Today I want to talk about an issue which has impacted me for most of my professional life and, in particular, since I started to work for myself – the tendency to put things off and not deal with difficult situations quickly.
I know that when I have been faced with difficult situations and didn’t deal with them either because of fear, embarrassment or because my state of mind wasn’t great, that in every case the situation got worse, and often much worse, before I eventually had to face this even more inconvenient, fearful and embarrassing situation.
Despite experiencing this learning many, many times, I still find it difficult to ‘lance the boil’ and quickly get the problem dealt with – for better or worse. It is something that I am constantly aware of in order to try and avoid repeating some of the difficult and painful situations that my procrastination created.
I know I’m not alone in this, I see it with colleagues, clients, friends and family members.
In many situations, the best outcome was that the problem stayed as it was, despite the delay, however, more often than not it became far worse. As you can imagine, the impact of this in a financial or career/business situation can be serious but even worse, in a health-related matter, it can be life-threatening.
Even in those situations in which the outcome stayed the same, I have found that the headspace consumed by the issue hanging around led to increased stress and emotional turmoil for the length of time that I refused or just failed to take action to address it.
However, 100% of the time, as soon as I confronted the issue, the stress and anxiety lifted.
The mind plays terrible tricks on us and if you give it something uncertain and a bit of free time then it will go into overdrive and cause chaos with your emotions and ultimately, in your body, making up outrageous stories and projecting fantastical consequences all because it wants to keep us ‘safe’ by holding us in a state of inaction. How ironic is that?
At the start of this year, I was diagnosed with chronic stress and I know that it had built up over the past number of years by my imagination exaggerating about situations that I was avoiding or failing to deal with properly. The longer I allowed things to fester the longer my mind and body produced the overstressed reactions until they became so chronic that my health became affected.
Thankfully, I have gradually become better at dealing with things up front and therefore taken away the fertile ground for stress to multiply and grow but the residual physical impact remains, although I’m working on it and it is improving all the time.
So as I write this as a 56-year-old, it struck me to ask myself what kind of advice might I give my younger self in relation to tackling challenging problems and difficult issues?
I think I would say that the sooner you ‘lance the boil’, the sooner the physical and mental pain goes away.
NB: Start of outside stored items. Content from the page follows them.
//! Trust artifact proxy endpoints.
//!
//! Pass-through for the two fixed `.well-known` artifacts published at
//! the trust root. The origin's status travels verbatim; caching and
//! sniffing headers are normalized on the way out by the header
//! middleware.

use axum::extract::State;
use axum::http::header::{self, HeaderValue};
use axum::http::StatusCode;
use axum::response::{IntoResponse, Response};
use waypost_client::TrustArtifact;

use crate::AppState;
use crate::error::ProxyFailure;

/// `GET /trust/v1/deploy` — proxies `/.well-known/deploy.txt`.
pub async fn deploy(State(state): State<AppState>) -> Result<Response, ProxyFailure> {
    proxy(&state, TrustArtifact::Deploy).await
}

/// `GET /trust/v1/sha256` — proxies `/.well-known/sha256.json`.
pub async fn sha256(State(state): State<AppState>) -> Result<Response, ProxyFailure> {
    proxy(&state, TrustArtifact::Sha256).await
}

async fn proxy(state: &AppState, artifact: TrustArtifact) -> Result<Response, ProxyFailure> {
    let payload = state.trust.fetch(artifact).await?;

    let status = StatusCode::from_u16(payload.status).unwrap_or(StatusCode::BAD_GATEWAY);
    let content_type = HeaderValue::from_str(&payload.content_type)
        .unwrap_or_else(|_| HeaderValue::from_static("application/octet-stream"));

    let mut response = (status, payload.body).into_response();
    response.headers_mut().insert(header::CONTENT_TYPE, content_type);
    Ok(response)
}
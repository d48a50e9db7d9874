//! Goal model - a target a subject wants to reach.

use serde::{Deserialize, Serialize};
use crate::id::{GoalId, SubjectId};
use crate::Time;

/// Goal type. Drives which measurements count as evidence and which progress
/// formula applies.
#[derive(Debug, Clone, PartialEq, Eq, Hash, Serialize, Deserialize)]
#[serde(from = "String", into = "String")]
pub enum GoalType {
    /// Lose weight
    WeightLoss,
    /// Gain muscle mass
    MuscleGain,
    /// Keep weight stable
    Maintenance,
    /// Lower blood pressure
    HeartHealth,
    /// Sleep better
    SleepImprovement,
    /// Reduce stress
    StressReduction,
    /// Keep glucose under control
    DiabetesControl,
    /// Any tag outside the fixed set
    Other(String),
}

impl GoalType {
    /// All known goal types.
    pub const ALL: [GoalType; 7] = [
        GoalType::WeightLoss,
        GoalType::MuscleGain,
        GoalType::Maintenance,
        GoalType::HeartHealth,
        GoalType::SleepImprovement,
        GoalType::StressReduction,
        GoalType::DiabetesControl,
    ];

    /// Wire tag, e.g. `WEIGHT_LOSS`.
    pub fn as_str(&self) -> &str {
        match self {
            GoalType::WeightLoss => "WEIGHT_LOSS",
            GoalType::MuscleGain => "MUSCLE_GAIN",
            GoalType::Maintenance => "MAINTENANCE",
            GoalType::HeartHealth => "HEART_HEALTH",
            GoalType::SleepImprovement => "SLEEP_IMPROVEMENT",
            GoalType::StressReduction => "STRESS_REDUCTION",
            GoalType::DiabetesControl => "DIABETES_CONTROL",
            GoalType::Other(tag) => tag,
        }
    }

    /// Whether this is one of the fixed goal types.
    pub fn is_known(&self) -> bool {
        !matches!(self, GoalType::Other(_))
    }
}

impl From<&str> for GoalType {
    fn from(tag: &str) -> Self {
        match tag {
            "WEIGHT_LOSS" => GoalType::WeightLoss,
            "MUSCLE_GAIN" => GoalType::MuscleGain,
            "MAINTENANCE" => GoalType::Maintenance,
            "HEART_HEALTH" => GoalType::HeartHealth,
            "SLEEP_IMPROVEMENT" => GoalType::SleepImprovement,
            "STRESS_REDUCTION" => GoalType::StressReduction,
            "DIABETES_CONTROL" => GoalType::DiabetesControl,
            other => GoalType::Other(other.to_string()),
        }
    }
}

impl From<String> for GoalType {
    fn from(tag: String) -> Self {
        GoalType::from(tag.as_str())
    }
}

impl From<GoalType> for String {
    fn from(t: GoalType) -> Self {
        match t {
            GoalType::Other(tag) => tag,
            known => known.as_str().to_string(),
        }
    }
}

impl std::fmt::Display for GoalType {
    fn fmt(&self, f: &mut std::fmt::Formatter<'_>) -> std::fmt::Result {
        f.write_str(self.as_str())
    }
}

/// Goal lifecycle status. Set by callers, never derived.
#[derive(Debug, Clone, Copy, PartialEq, Eq, Hash, Default, Serialize, Deserialize)]
#[serde(rename_all = "snake_case")]
pub enum GoalStatus {
    /// Not started
    #[default]
    Pending,
    /// Being worked on
    InProgress,
    /// Reached
    Completed,
    /// Abandoned or missed
    Failed,
}

impl GoalStatus {
    /// Wire tag, e.g. `in_progress`.
    pub fn as_str(&self) -> &'static str {
        match self {
            GoalStatus::Pending => "pending",
            GoalStatus::InProgress => "in_progress",
            GoalStatus::Completed => "completed",
            GoalStatus::Failed => "failed",
        }
    }
}

impl std::fmt::Display for GoalStatus {
    fn fmt(&self, f: &mut std::fmt::Formatter<'_>) -> std::fmt::Result {
        f.write_str(self.as_str())
    }
}

/// Error returned when parsing an unknown status tag.
#[derive(Debug, Clone, PartialEq, Eq, thiserror::Error)]
#[error("unknown goal status: {0}")]
pub struct ParseStatusError(pub String);

impl std::str::FromStr for GoalStatus {
    type Err = ParseStatusError;

    fn from_str(s: &str) -> Result<Self, Self::Err> {
        match s.to_lowercase().as_str() {
            "pending" => Ok(GoalStatus::Pending),
            "in_progress" => Ok(GoalStatus::InProgress),
            "completed" => Ok(GoalStatus::Completed),
            "failed" => Ok(GoalStatus::Failed),
            _ => Err(ParseStatusError(s.to_string())),
        }
    }
}

/// A goal. `current_value` and `progress` are derived views, refreshed on
/// every read from the measurement set.
#[derive(Debug, Clone, Serialize, Deserialize)]
pub struct Goal {
    /// Unique identifier
    pub id: GoalId,

    /// Owning subject
    pub subject_id: SubjectId,

    /// Goal type
    #[serde(rename = "type")]
    pub goal_type: GoalType,

    /// Free text
    pub description: String,

    /// Start of the measurement window
    pub start_date: Time,

    /// End of the measurement window
    pub end_date: Time,

    /// Target, in the canonical unit of the primary measurement type
    pub target_value: f64,

    /// Last computed current value
    #[serde(default)]
    pub current_value: f64,

    /// Last computed progress (0-100)
    #[serde(default)]
    pub progress: f64,

    /// Goal status
    #[serde(default)]
    pub status: GoalStatus,

    /// Hidden from active listings once archived
    #[serde(default)]
    pub archived: bool,

    /// When created
    pub created_at: Time,

    /// Last updated
    pub updated_at: Time,
}

impl Goal {
    /// Create a pending goal.
    pub fn new(
        subject_id: SubjectId,
        goal_type: GoalType,
        description: impl Into<String>,
        start_date: Time,
        end_date: Time,
        target_value: f64,
    ) -> Self {
        let now = chrono::Utc::now();
        Self {
            id: GoalId::new(),
            subject_id,
            goal_type,
            description: description.into(),
            start_date,
            end_date,
            target_value,
            current_value: 0.0,
            progress: 0.0,
            status: GoalStatus::Pending,
            archived: false,
            created_at: now,
            updated_at: now,
        }
    }

    /// Whether `t` lies in `[start_date, end_date]`.
    pub fn in_window(&self, t: Time) -> bool {
        t >= self.start_date && t <= self.end_date
    }

    /// Apply a partial update. Touches `updated_at` only when something changed.
    pub fn apply(&mut self, update: GoalUpdate) {
        let GoalUpdate {
            goal_type,
            description,
            start_date,
            end_date,
            target_value,
            status,
            archived,
        } = update;

        let mut changed = false;
        if let Some(v) = goal_type {
            self.goal_type = v;
            changed = true;
        }
        if let Some(v) = description {
            self.description = v;
            changed = true;
        }
        if let Some(v) = start_date {
            self.start_date = v;
            changed = true;
        }
        if let Some(v) = end_date {
            self.end_date = v;
            changed = true;
        }
        if let Some(v) = target_value {
            self.target_value = v;
            changed = true;
        }
        if let Some(v) = status {
            self.status = v;
            changed = true;
        }
        if let Some(v) = archived {
            self.archived = v;
            changed = true;
        }
        if changed {
            self.updated_at = chrono::Utc::now();
        }
    }
}

/// Partial replacement of goal fields.
#[derive(Debug, Clone, Default, Serialize, Deserialize)]
pub struct GoalUpdate {
    /// New type
    #[serde(rename = "type")]
    pub goal_type: Option<GoalType>,
    /// New description
    pub description: Option<String>,
    /// New window start
    pub start_date: Option<Time>,
    /// New window end
    pub end_date: Option<Time>,
    /// New target
    pub target_value: Option<f64>,
    /// New status
    pub status: Option<GoalStatus>,
    /// Archive flag
    pub archived: Option<bool>,
}
//! Storage abstraction and implementations for Vitals.
//!
//! This crate provides a trait-based storage interface with a JSON file
//! implementation and an in-memory one.

#![warn(missing_docs)]

pub mod trait_;
pub mod json_storage;
pub mod memory;

pub use trait_::{Storage, StorageError, Result};
pub use json_storage::JsonStorage;
pub use memory::MemoryStorage;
That delaying action doesn’t make the situation any better and is more likely to lead to greater pain and more serious consequences.
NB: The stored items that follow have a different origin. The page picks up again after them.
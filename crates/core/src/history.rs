//! Archived goal snapshots and body profile.

use std::ops::RangeInclusive;
use chrono::NaiveDate;
use serde::{Deserialize, Serialize};
use crate::goal::{Goal, GoalStatus, GoalType};
use crate::id::{GoalId, HistoryId, SubjectId};
use crate::Time;

/// A goal as it stood when it was archived.
#[derive(Debug, Clone, Serialize, Deserialize)]
pub struct GoalHistory {
    /// Unique identifier
    pub id: HistoryId,

    /// Owning subject
    pub subject_id: SubjectId,

    /// Type of the archived goal
    pub goal_type: GoalType,

    /// Description of the archived goal
    pub description: String,

    /// Target of the archived goal
    pub target_value: f64,

    /// Progress at archive time
    pub progress: f64,

    /// Status at archive time
    pub status: GoalStatus,

    /// Goal this snapshot was taken from
    pub source_goal_id: Option<GoalId>,

    /// When archived
    pub created_at: Time,
}

impl GoalHistory {
    /// Snapshot `goal` with the given progress.
    pub fn from_goal(goal: &Goal, progress: f64) -> Self {
        Self {
            id: HistoryId::new(),
            subject_id: goal.subject_id.clone(),
            goal_type: goal.goal_type.clone(),
            description: goal.description.clone(),
            target_value: goal.target_value,
            progress,
            status: goal.status,
            source_goal_id: Some(goal.id),
            created_at: chrono::Utc::now(),
        }
    }
}

/// Accepted weight for a directly edited profile, in kg.
pub const PROFILE_WEIGHT_KG: RangeInclusive<f64> = 20.0..=500.0;

/// Accepted height for a directly edited profile, in cm.
pub const PROFILE_HEIGHT_CM: RangeInclusive<f64> = 50.0..=300.0;

/// Biological sex recorded on a profile.
#[derive(Debug, Clone, Copy, PartialEq, Eq, Default, Serialize, Deserialize)]
#[serde(rename_all = "lowercase")]
pub enum Sex {
    /// Male (default)
    #[default]
    Male,
    /// Female
    Female,
}

impl std::fmt::Display for Sex {
    fn fmt(&self, f: &mut std::fmt::Formatter<'_>) -> std::fmt::Result {
        match self {
            Sex::Male => write!(f, "male"),
            Sex::Female => write!(f, "female"),
        }
    }
}

/// Error returned when parsing an unknown sex.
#[derive(Debug, Clone, PartialEq, Eq, thiserror::Error)]
#[error("unknown sex '{0}', expected male or female")]
pub struct ParseSexError(pub String);

impl std::str::FromStr for Sex {
    type Err = ParseSexError;

    fn from_str(s: &str) -> Result<Self, Self::Err> {
        match s.to_lowercase().as_str() {
            "male" => Ok(Sex::Male),
            "female" => Ok(Sex::Female),
            _ => Err(ParseSexError(s.to_string())),
        }
    }
}

/// Body profile of a subject, weight and height in canonical units.
///
/// Weight and height mirror the latest logged measurement of that type and
/// can also be edited directly.
#[derive(Debug, Clone, Serialize, Deserialize)]
pub struct BodyProfile {
    /// Owning subject
    pub subject_id: SubjectId,

    /// Date of birth
    #[serde(default)]
    pub birth_date: Option<NaiveDate>,

    /// Sex
    #[serde(default)]
    pub sex: Sex,

    /// Latest weight in kg
    pub weight_kg: Option<f64>,

    /// Latest height in cm
    pub height_cm: Option<f64>,

    /// Last updated
    pub updated_at: Time,
}

impl BodyProfile {
    /// Empty profile for `subject_id`.
    pub fn new(subject_id: SubjectId) -> Self {
        Self {
            subject_id,
            birth_date: None,
            sex: Sex::default(),
            weight_kg: None,
            height_cm: None,
            updated_at: chrono::Utc::now(),
        }
    }

    /// Apply the fields set in `update`.
    pub fn apply(&mut self, update: ProfileUpdate) {
        if let Some(birth_date) = update.birth_date {
            self.birth_date = Some(birth_date);
        }
        if let Some(sex) = update.sex {
            self.sex = sex;
        }
        if let Some(weight) = update.weight_kg {
            self.weight_kg = Some(weight);
        }
        if let Some(height) = update.height_cm {
            self.height_cm = Some(height);
        }
        self.updated_at = chrono::Utc::now();
    }
}

/// Partial edit of a body profile.
#[derive(Debug, Clone, Default, Serialize, Deserialize)]
pub struct ProfileUpdate {
    /// New date of birth
    pub birth_date: Option<NaiveDate>,
    /// New sex
    pub sex: Option<Sex>,
    /// New weight in kg
    pub weight_kg: Option<f64>,
    /// New height in cm
    pub height_cm: Option<f64>,
}

#[cfg(test)]
mod tests {
    use super::*;

    #[test]
    fn test_apply_keeps_unset_fields() {
        let mut profile = BodyProfile::new(SubjectId::new("s"));
        profile.weight_kg = Some(70.0);

        profile.apply(ProfileUpdate {
            sex: Some(Sex::Female),
            height_cm: Some(165.0),
            ..Default::default()
        });

        assert_eq!(profile.sex, Sex::Female);
        assert_eq!(profile.weight_kg, Some(70.0));
        assert_eq!(profile.height_cm, Some(165.0));
        assert_eq!(profile.birth_date, None);
    }

    #[test]
    fn test_parse_sex() {
        assert_eq!("Female".parse::<Sex>().unwrap(), Sex::Female);
        assert!("other".parse::<Sex>().is_err());
    }

    #[test]
    fn test_legacy_profile_defaults_sex() {
        let json = r#"{"subject_id":"s","weight_kg":70.0,"height_cm":null,"updated_at":"2026-01-01T00:00:00Z"}"#;
        let profile: BodyProfile = serde_json::from_str(json).unwrap();
        assert_eq!(profile.sex, Sex::Male);
        assert_eq!(profile.birth_date, None);
    }
}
So, with that in mind, I’m putting this question to you today, is there something that is niggling at you or that you know you need to face but you’re currently putting off?
If the answer is a ‘yes’, then I urge you to deal with it as soon as possible because the outcome that you achieve by doing so today will be the best possible result. From this point forward, the situation is only going to get worse because it will not go away and at some point, you will be forced to deal with it anyway.
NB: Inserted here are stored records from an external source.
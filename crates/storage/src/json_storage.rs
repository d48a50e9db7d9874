//! JSON file storage implementation.
//!
//! Stores one JSON file per record under a data directory and keeps a small
//! per-record meta marker (version + updated_at).

use std::path::{Path, PathBuf};
use vitals_core::{
    BodyProfile, Goal, GoalHistory, GoalId, HistoryId, Measurement, MeasurementFilter,
    MeasurementId, SubjectId,
};
use super::trait_::{sort_goals, sort_history};
use super::{Storage, Result};
use tokio::fs;
use tracing::debug;

const MEASUREMENTS: &str = "measurements";
const GOALS: &str = "goals";
const HISTORY: &str = "history";
const PROFILES: &str = "profiles";

/// File-based JSON storage backend.
pub struct JsonStorage {
    root: PathBuf,
}

impl JsonStorage {
    /// Create storage rooted at `root`, creating the data and meta
    /// directories as needed.
    pub async fn new(root: impl AsRef<Path>) -> Result<Self> {
        let root = root.as_ref().to_path_buf();

        for kind in [MEASUREMENTS, GOALS, HISTORY, PROFILES] {
            fs::create_dir_all(root.join(kind)).await?;
            fs::create_dir_all(root.join("meta").join(kind)).await?;
        }

        debug!("Opened JSON storage at {}", root.display());
        Ok(Self { root })
    }

    /// Root data directory.
    pub fn root(&self) -> &Path {
        &self.root
    }

    fn record_path(&self, kind: &str, id: &str) -> PathBuf {
        self.root.join(kind).join(format!("{}.json", id))
    }

    fn meta_path(&self, kind: &str, id: &str) -> PathBuf {
        self.root.join("meta").join(kind).join(format!("{}.meta.json", id))
    }

    /// Read and increment per-record version, return new version.
    async fn bump_version(&self, kind: &str, id: &str) -> Result<u64> {
        let path = self.meta_path(kind, id);
        let mut version = 0u64;
        if let Ok(s) = fs::read_to_string(&path).await {
            if let Ok(json) = serde_json::from_str::<serde_json::Value>(&s) {
                if let Some(v) = json.get("version").and_then(|v| v.as_u64()) {
                    version = v;
                }
            }
        }
        version += 1;
        let meta = serde_json::json!({"version": version, "updated_at": chrono::Utc::now()});
        fs::write(&path, serde_json::to_string_pretty(&meta)?.as_bytes()).await?;
        Ok(version)
    }

    async fn write_record<T: serde::Serialize>(&self, kind: &str, id: &str, value: &T) -> Result<()> {
        let json = serde_json::to_string_pretty(value)?;
        fs::write(self.record_path(kind, id), json.as_bytes()).await?;
        let version = self.bump_version(kind, id).await?;
        debug!("Saved {} {} (v{})", kind, id, version);
        Ok(())
    }

    async fn remove_record(&self, kind: &str, id: &str) -> Result<()> {
        remove_if_exists(&self.record_path(kind, id)).await?;
        remove_if_exists(&self.meta_path(kind, id)).await?;
        debug!("Deleted {} {}", kind, id);
        Ok(())
    }
}

#[async_trait::async_trait]
impl Storage for JsonStorage {
    async fn save_measurement(&self, measurement: &Measurement) -> Result<()> {
        self.write_record(MEASUREMENTS, &measurement.id.to_string(), measurement).await
    }

    async fn load_measurement(
        &self,
        subject: &SubjectId,
        id: MeasurementId,
    ) -> Result<Option<Measurement>> {
        let found: Option<Measurement> =
            read_json(&self.record_path(MEASUREMENTS, &id.to_string())).await?;
        Ok(found.filter(|m| &m.subject_id == subject))
    }

    async fn list_measurements(
        &self,
        subject: &SubjectId,
        filter: &MeasurementFilter,
    ) -> Result<Vec<Measurement>> {
        let all: Vec<Measurement> = list_dir(&self.root.join(MEASUREMENTS)).await?;
        let matching = all
            .into_iter()
            .filter(|m| &m.subject_id == subject && filter.matches(m))
            .collect();
        Ok(filter.arrange(matching))
    }

    async fn delete_measurement(
        &self,
        subject: &SubjectId,
        id: MeasurementId,
    ) -> Result<Option<Measurement>> {
        let existing = self.load_measurement(subject, id).await?;
        if existing.is_some() {
            self.remove_record(MEASUREMENTS, &id.to_string()).await?;
        }
        Ok(existing)
    }

    async fn save_goal(&self, goal: &Goal) -> Result<()> {
        self.write_record(GOALS, &goal.id.to_string(), goal).await
    }

    async fn load_goal(&self, subject: &SubjectId, id: GoalId) -> Result<Option<Goal>> {
        let found: Option<Goal> = read_json(&self.record_path(GOALS, &id.to_string())).await?;
        Ok(found.filter(|g| &g.subject_id == subject))
    }

    async fn list_goals(&self, subject: &SubjectId) -> Result<Vec<Goal>> {
        let all: Vec<Goal> = list_dir(&self.root.join(GOALS)).await?;
        let mut goals: Vec<Goal> = all.into_iter().filter(|g| &g.subject_id == subject).collect();
        sort_goals(&mut goals);
        Ok(goals)
    }

    async fn delete_goal(&self, subject: &SubjectId, id: GoalId) -> Result<Option<Goal>> {
        let existing = self.load_goal(subject, id).await?;
        if existing.is_some() {
            self.remove_record(GOALS, &id.to_string()).await?;
        }
        Ok(existing)
    }

    async fn save_history(&self, entry: &GoalHistory) -> Result<()> {
        self.write_record(HISTORY, &entry.id.to_string(), entry).await
    }

    async fn load_history(&self, subject: &SubjectId, id: HistoryId) -> Result<Option<GoalHistory>> {
        let found: Option<GoalHistory> =
            read_json(&self.record_path(HISTORY, &id.to_string())).await?;
        Ok(found.filter(|h| &h.subject_id == subject))
    }

    async fn list_history(&self, subject: &SubjectId) -> Result<Vec<GoalHistory>> {
        let all: Vec<GoalHistory> = list_dir(&self.root.join(HISTORY)).await?;
        let mut entries: Vec<GoalHistory> =
            all.into_iter().filter(|h| &h.subject_id == subject).collect();
        sort_history(&mut entries);
        Ok(entries)
    }

    async fn delete_history(&self, subject: &SubjectId, id: HistoryId) -> Result<Option<GoalHistory>> {
        let existing = self.load_history(subject, id).await?;
        if existing.is_some() {
            self.remove_record(HISTORY, &id.to_string()).await?;
        }
        Ok(existing)
    }

    async fn clear_history(&self, subject: &SubjectId) -> Result<usize> {
        let entries = self.list_history(subject).await?;
        for entry in &entries {
            self.remove_record(HISTORY, &entry.id.to_string()).await?;
        }
        debug!("Cleared {} history entries for {}", entries.len(), subject);
        Ok(entries.len())
    }

    async fn save_profile(&self, profile: &BodyProfile) -> Result<()> {
        self.write_record(PROFILES, &subject_key(&profile.subject_id), profile).await
    }

    async fn load_profile(&self, subject: &SubjectId) -> Result<Option<BodyProfile>> {
        read_json(&self.record_path(PROFILES, &subject_key(subject))).await
    }
}

/// File-name-safe key for an opaque subject identifier.
fn subject_key(subject: &SubjectId) -> String {
    subject.as_str().bytes().map(|b| format!("{:02x}", b)).collect()
}

async fn remove_if_exists(path: &Path) -> Result<()> {
    match fs::remove_file(path).await {
        Ok(()) => Ok(()),
        Err(e) if e.kind() == std::io::ErrorKind::NotFound => Ok(()),
        Err(e) => Err(e.into()),
    }
}

async fn read_json<T: serde::de::DeserializeOwned>(path: &Path) -> Result<Option<T>> {
    match fs::read_to_string(path).await {
        Ok(json) => {
            let value = serde_json::from_str(&json)?;
            Ok(Some(value))
        }
        Err(e) if e.kind() == std::io::ErrorKind::NotFound => Ok(None),
        Err(e) => Err(e.into()),
    }
}

async fn list_dir<T: serde::de::DeserializeOwned>(dir: &Path) -> Result<Vec<T>> {
    let mut items = Vec::new();
    let mut rd = fs::read_dir(dir).await?;
    while let Some(entry) = rd.next_entry().await? {
        if entry.path().extension().and_then(|s| s.to_str()) != Some("json") {
            continue;
        }
        if let Ok(Some(item)) = read_json(&entry.path()).await {
            items.push(item);
        }
    }
    Ok(items)
}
So, take it from someone who has learned the hard way and whose one regret is that I didn’t ‘lance the boils’ sooner.
Don’t make the same mistakes that I made. Tackle it. Lance it. Do it now!
I hope you find today’s piece useful. It is one of the lessons that I have learnt relatively late in life and that I’m currently documenting in a book that I’m writing called ‘I Knew Nothing Until I Was 40!’.
It is a work in progress and this is the first time that I have mentioned it publicly other than to close colleagues and friends, so I’m putting it out there that it’s going to be written and published before the end of this year.
It will include many lessons, similar to the one above, which I wish I had known about in my 20’s but instead I had to learn about the hard way. I look forward to getting it done and I will keep you posted on the progress.